Mr Mukul Varma
May 30, 2019
With this edition, we bring to you the story of a man who wrote his destiny as a teenager and went on to achieve his dreams. Born with a desire to excel and a never dying grit, this man is the force behind a pioneering name in the field of stainless steel auto tube manufacturing in India. An avid learner who keeps his father’s teachings close to his heart, Managing Director, Maruichi KUMA Steel Tubes Pvt. Ltd., Mr Mukul Varma shares glimpses of his life with Stainless Post.
Take Us Back To The Beginning Of Your Journey.
I was born in Bhilai, Chattisgarh. My father was a civil engineer who retired as the Chief Surveyor of Mines at SAIL’s Bhilai Steel Plant after a service of nearly 40 years. Having looked up to him throughout my life, I developed a passion for steel. As the youngest among 6 go-getter siblings who turned out be fine professionals, I was driven by a need to excel. However, I was motivated to work in the private sector. After completing my graduation in 1980 from Jabalpur Engineering College, formerly known as Government Engineering College, Jabalpur, I got my campus placement at Steel Tubes of India Ltd. in the year 1980. After that I worked with Nagarjuna, Hyderabad, Atlas Cycles, Gurgaon and others till 2003. This drew up a 25-year experience of managing the production shop floor, to finally heading the mechanical, electrical, and production departments of steel manufacturing. It was in 2003 that my stint in KUMA Steel Tubes Pvt. Ltd. began, where I went on to become the unit head.
What, According To You, Are Some Of Your Noteworthy Milestones?

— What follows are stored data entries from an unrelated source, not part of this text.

/// Completion/failure handoff shared by all exit paths.
async fn finish(
    registry: &Arc<SessionRegistry>,
    session: &Arc<Session>,
    outcome: Result<OutputPacer, EngineError>,
) {
    match outcome {
        Ok(mut pacer) => {
            // Force-flush bypasses the debounce and batch timers; delivery
            // completes before the handoff decision is made.
            pacer.flush_all(session).await;
            registry.finish_turn(session).await;
        }
        Err(EngineError::Cancelled) => {
            if session.is_active().await {
                // Cancellation we didn't ask for: the engine died under us.
                registry
                    .fail_turn(session, "Agent turn was interrupted".to_string())
                    .await;
            } else {
                // User ended the session mid-turn; clean abort, no event, and
                // the session (already removed) is not touched again.
                tracing::debug!(channel = %session.channel_id(), "Turn cancelled cleanly");
            }
        }
        Err(e) => {
            registry
                .fail_turn(session, format!("Agent turn failed: {e}"))
                .await;
        }
    }
}

fn far_future() -> Instant {
    Instant::now() + Duration::from_secs(86400)
}

/// Paces one turn's output: debounced text, batched deduplicated tool
/// descriptions, and heartbeats during long silences.
struct OutputPacer {
    cfg: TurnConfig,
    text: String,
    tools: Vec<String>,
    last_tool: Option<String>,
    text_deadline: Option<Instant>,
    tool_deadline: Option<Instant>,
    heartbeat_deadline: Option<Instant>,
}

impl OutputPacer {
    fn new(cfg: TurnConfig) -> Self {
        let heartbeat_deadline = cfg
            .heartbeat_enabled
            .then(|| Instant::now() + cfg.heartbeat_interval);
        Self {
            cfg,
            text: String::new(),
            tools: Vec::new(),
            last_tool: None,
            text_deadline: None,
            tool_deadline: None,
            heartbeat_deadline,
        }
    }

    /// Earliest armed deadline, if any.
    fn next_deadline(&self) -> Option<Instant> {
        [self.text_deadline, self.tool_deadline, self.heartbeat_deadline]
            .into_iter()
            .flatten()
            .min()
    }

    /// A text fragment arrived: any batched tool descriptions flush first
    /// (they happened earlier), then the debounce window re-arms.
    async fn on_text(&mut self, session: &Session, fragment: &str) {
        self.flush_tools(session).await;
        self.text.push_str(fragment);
        self.text_deadline = Some(Instant::now() + self.cfg.debounce);
    }

    /// A tool invocation arrived: buffered text flushes immediately so tool
    /// notices never precede or interleave with earlier text, then the
    /// derived description is deduplicated and batched.
    async fn on_tool(&mut self, session: &Session, name: &str, input: &serde_json::Value) {
        self.flush_text(session).await;

        let description = describe_tool(name, input);
        if self.last_tool.as_deref() == Some(description.as_str()) {
            return;
        }
        self.last_tool = Some(description.clone());
        self.tools.push(description);
        self.tool_deadline = Some(Instant::now() + self.cfg.tool_batch_window);
    }

    /// Fire whichever deadlines are due.
    async fn on_deadline(&mut self, session: &Session) {
        let now = Instant::now();
        if self.text_deadline.is_some_and(|at| at <= now) {
            self.flush_text(session).await;
        }
        if self.tool_deadline.is_some_and(|at| at <= now) {
            self.flush_tools(session).await;
        }
        if self.heartbeat_deadline.is_some_and(|at| at <= now) {
            session.deliver_if_active(SessionEvent::Heartbeat).await;
            self.rearm_heartbeat();
        }
    }

    /// Force-flush all buffers, bypassing timers.
    async fn flush_all(&mut self, session: &Session) {
        self.flush_text(session).await;
        self.flush_tools(session).await;
    }

    async fn flush_text(&mut self, session: &Session) {
        self.text_deadline = None;
        if self.text.trim().is_empty() {
            self.text.clear();
            return;
        }
        let content = std::mem::take(&mut self.text);
        session.deliver_if_active(SessionEvent::Text(content)).await;
        self.rearm_heartbeat();
    }

    async fn flush_tools(&mut self, session: &Session) {
        self.tool_deadline = None;
        if self.tools.is_empty() {
            return;
        }
        let content = std::mem::take(&mut self.tools).join("\n");
        session
            .deliver_if_active(SessionEvent::ToolUse(content))
            .await;
        self.rearm_heartbeat();
    }

    /// Any flush proves liveness; the silence window restarts from it.
    fn rearm_heartbeat(&mut self) {
        if self.cfg.heartbeat_enabled {
            self.heartbeat_deadline = Some(Instant::now() + self.cfg.heartbeat_interval);
        }
    }
}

You would be glad to know that even after becoming the head of KUMA, I was motivated to study. This led me to pursue my MBA from MDI Gurgaon at the age of 48. Apart from this, one major milestone was when I was heading Atlas’ manufacturing unit at the age of 28. I even worked with an African multinational group in Kenya. Then, KUMA came my way, which is where I applied all my learning. Later, in 2009, the Japanese multinational Maruichi was associated with KUMA and that’s how Maruichi KUMA came into being. In 2005-06, KUMA’s turnover was around Rs 10 crore which scaled up to nearly Rs 400 crore in 2019.
What Is The Work Culture At Your Company Like? Tell Us About Maruichi KUMA’s Future Plans.
We are a lean private board-run company that promotes a transparent and stress-free culture. A testimony to this is the fact that in the last 10 years, we’ve had a zero attrition rate in manpower. There have been only additions of efficient and hand-picked employees to our team. We have a manufacturing unit in Manesar, Haryana and a unit in Bangalore, and warehousing and logistic centers in Pune and Chennai. We are planning to install another unit in Gujarat by next year.
Maruichi has a global presence spread across several countries like US, Mexico, Indonesia, China, India, Vietnam, etc. Given the wide customer base, we are now focusing on exports to South Africa, Philippines, Czech Republic, etc. We already are exporting to Toyota South Africa for the last four years and wish to expand our reach.
When Did You Come Across Jindal Stainless? In Your Entire Gamut Of Suppliers, What Sets Jindal Stainless Apart?
It was around 7-8 years back when I first came across Jindal Stainless. Before that, the company specialized in 300 series stainless steel grades. However, as a tube manufacturer for automobiles, we required 400 series stainless steel grades. Until then, most of our raw material was imported from Japan and Korea. Soon, Jindal Stainless started production of 400 series grades and wooed us with their indigenously manufactured world-class stainless steel. As of today, around 50-60% of our stainless steel requirement is fulfilled by Jindal Stainless, with orders amounting to 1000+ tonnes each month.
The best part about dealing with Jindal Stainless is their focused approach towards understanding the needs of customers. The company has been continuously improving. In case there are any problems, we always find a winning solution.
What Will Be Your Message To The Future Generation?
My father always said that easy things are always doable. A lot of people are busy doing them. He always told me to attempt what’s difficult, and find a solution. Imagine yourself sitting at the top of a mountain with nobody to help. That’s when one learns the importance of self-reliance. Acquire what you lack, learn, and excel.
Another advice would be to never be dull. Find that spark in you. For me, that’s travelling to new places and experiencing new food and cultures.